- Opening Delimiter -

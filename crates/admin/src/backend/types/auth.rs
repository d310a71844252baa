//! Authentication request and response bodies.

use serde::{Deserialize, Serialize};

use crate::session::TokenPair;

use super::User;

/// Successful login or registration.
#[derive(Debug, Clone, Deserialize)]
#[serde(rename_all = "camelCase")]
pub struct AuthPayload {
    pub user: User,
    #[serde(flatten)]
    pub tokens: TokenPair,
}

/// Body for `POST /auth/login`.
#[derive(Serialize)]
#[serde(rename_all = "camelCase")]
pub struct LoginRequest<'a> {
    pub email: &'a str,
    pub password: &'a str,
}

/// Body for `POST /auth/register`.
#[derive(Serialize)]
#[serde(rename_all = "camelCase")]
pub struct RegisterRequest<'a> {
    pub email: &'a str,
    pub password: &'a str,
    pub first_name: &'a str,
    pub last_name: &'a str,
    #[serde(skip_serializing_if = "Option::is_none")]
    pub phone: Option<&'a str>,
}

/// Body for `POST /auth/refresh`.
#[derive(Serialize)]
#[serde(rename_all = "camelCase")]
pub struct RefreshRequest<'a> {
    pub refresh_token: &'a str,
}

/// Body for `POST /auth/forgot-password`.
#[derive(Serialize)]
pub struct ForgotPasswordRequest<'a> {
    pub email: &'a str,
}

/// Body for `POST /auth/reset-password`.
#[derive(Serialize)]
#[serde(rename_all = "camelCase")]
pub struct ResetPasswordRequest<'a> {
    pub token: &'a str,
    pub new_password: &'a str,
}

/// Body for `POST /auth/change-password`.
#[derive(Serialize)]
#[serde(rename_all = "camelCase")]
pub struct ChangePasswordRequest<'a> {
    pub current_password: &'a str,
    pub new_password: &'a str,
}
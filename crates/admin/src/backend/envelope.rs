//! Response envelope adapter.
//!
//! The clinic API wraps payloads in one of two shapes:
//!
//! ```text
//! { "success": true, "data": { ... }, "message": "optional" }
//! { "data": { ... } }
//! ```
//!
//! and list payloads are either `data: [...]` or
//! `data: { "items": [...], "total": 42 }`. Anything else is a parse error.

use serde::Deserialize;
use serde::de::DeserializeOwned;

use super::BackendError;

/// Either envelope shape.
#[derive(Debug, Deserialize)]
pub struct Envelope<T> {
    /// Present on `{ success, data, message }` responses.
    #[serde(default)]
    pub success: Option<bool>,
    /// The payload.
    pub data: Option<T>,
    /// Human-readable status message.
    #[serde(default)]
    pub message: Option<String>,
}

impl<T> Envelope<T> {
    /// Reject `success: false` responses.
    fn check(&self) -> Result<(), BackendError> {
        if self.success == Some(false) {
            return Err(BackendError::Rejected(
                self.message
                    .clone()
                    .filter(|m| !m.trim().is_empty())
                    .unwrap_or_else(|| super::GENERIC_ERROR_MESSAGE.to_string()),
            ));
        }
        Ok(())
    }

    /// Unwrap the payload.
    ///
    /// # Errors
    ///
    /// Returns `BackendError::Rejected` on `success: false` and
    /// `BackendError::Parse` when `data` is absent.
    pub fn into_data(self) -> Result<T, BackendError> {
        self.check()?;
        self.data
            .ok_or_else(|| BackendError::Parse("response has no data field".to_string()))
    }

    /// Accept the response without requiring a payload (deletes, actions).
    ///
    /// # Errors
    ///
    /// Returns `BackendError::Rejected` on `success: false`.
    pub fn into_ack(self) -> Result<Option<String>, BackendError> {
        self.check()?;
        Ok(self.message)
    }
}

/// Either list shape.
#[derive(Debug, Deserialize)]
#[serde(untagged)]
enum ListPayload<T> {
    Bare(Vec<T>),
    Paged {
        items: Vec<T>,
        #[serde(default)]
        total: Option<u64>,
    },
}

/// A page of records.
#[derive(Debug, Clone, PartialEq)]
pub struct ListPage<T> {
    /// Records on this page.
    pub items: Vec<T>,
    /// Total matching records, when the API reports it.
    pub total: u64,
}

impl<T> ListPage<T> {
    /// Whether the page has no records.
    #[must_use]
    pub fn is_empty(&self) -> bool {
        self.items.is_empty()
    }
}

impl<T> Default for ListPage<T> {
    fn default() -> Self {
        Self {
            items: Vec::new(),
            total: 0,
        }
    }
}

impl<T> From<ListPayload<T>> for ListPage<T> {
    fn from(payload: ListPayload<T>) -> Self {
        match payload {
            ListPayload::Bare(items) => Self {
                total: items.len() as u64,
                items,
            },
            ListPayload::Paged { items, total } => Self {
                total: total.unwrap_or(items.len() as u64),
                items,
            },
        }
    }
}

/// Decode a single-record response body.
///
/// # Errors
///
/// Returns `BackendError::Parse` if the body is not an envelope around `T`.
pub fn decode<T: DeserializeOwned>(body: &[u8]) -> Result<T, BackendError> {
    let envelope: Envelope<T> = serde_json::from_slice(body)
        .map_err(|e| BackendError::Parse(format!("Failed to parse response: {e}")))?;
    envelope.into_data()
}

/// Decode a list response body.
///
/// # Errors
///
/// Returns `BackendError::Parse` if the body is not an envelope around one of
/// the two list shapes.
pub fn decode_list<T: DeserializeOwned>(body: &[u8]) -> Result<ListPage<T>, BackendError> {
    let envelope: Envelope<ListPayload<T>> = serde_json::from_slice(body)
        .map_err(|e| BackendError::Parse(format!("Failed to parse list response: {e}")))?;
    envelope.into_data().map(ListPage::from)
}

/// Decode a response whose payload, if any, is ignored.
///
/// An empty body counts as success.
///
/// # Errors
///
/// Returns `BackendError::Rejected` on `success: false`.
pub fn decode_ack(body: &[u8]) -> Result<Option<String>, BackendError> {
    if body.iter().all(u8::is_ascii_whitespace) {
        return Ok(None);
    }
    match serde_json::from_slice::<Envelope<serde_json::Value>>(body) {
        Ok(envelope) => envelope.into_ack(),
        // Non-envelope bodies on a 2xx are accepted as-is
        Err(_) => Ok(None),
    }
}

/// Pull a human-readable message out of an error response body.
///
/// Looks at `message`, then `error`, then the first entry of `errors`.
#[must_use]
pub fn error_message(body: &[u8]) -> Option<String> {
    let value: serde_json::Value = serde_json::from_slice(body).ok()?;
    let text = |v: &serde_json::Value| {
        v.as_str()
            .map(str::trim)
            .filter(|s| !s.is_empty())
            .map(String::from)
    };

    value
        .get("message")
        .and_then(text)
        .or_else(|| value.get("error").and_then(text))
        .or_else(|| {
            let first = value.get("errors")?.as_array()?.first()?;
            text(first).or_else(|| first.get("message").and_then(text))
        })
}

- Closing Delimiter -

Problem statement
In the listing above, locate the line containing "impl<T> From<ListPayload<T>> for" and the line containing "two list shapes.", then transcribe both and every line between them verbatim.

Solution below
impl<T> From<ListPayload<T>> for ListPage<T> {
    fn from(payload: ListPayload<T>) -> Self {
        match payload {
            ListPayload::Bare(items) => Self {
                total: items.len() as u64,
                items,
            },
            ListPayload::Paged { items, total } => Self {
                total: total.unwrap_or(items.len() as u64),
                items,
            },
        }
    }
}

/// Decode a single-record response body.
///
/// # Errors
///
/// Returns `BackendError::Parse` if the body is not an envelope around `T`.
pub fn decode<T: DeserializeOwned>(body: &[u8]) -> Result<T, BackendError> {
    let envelope: Envelope<T> = serde_json::from_slice(body)
        .map_err(|e| BackendError::Parse(format!("Failed to parse response: {e}")))?;
    envelope.into_data()
}

/// Decode a list response body.
///
/// # Errors
///
/// Returns `BackendError::Parse` if the body is not an envelope around one of
/// the two list shapes.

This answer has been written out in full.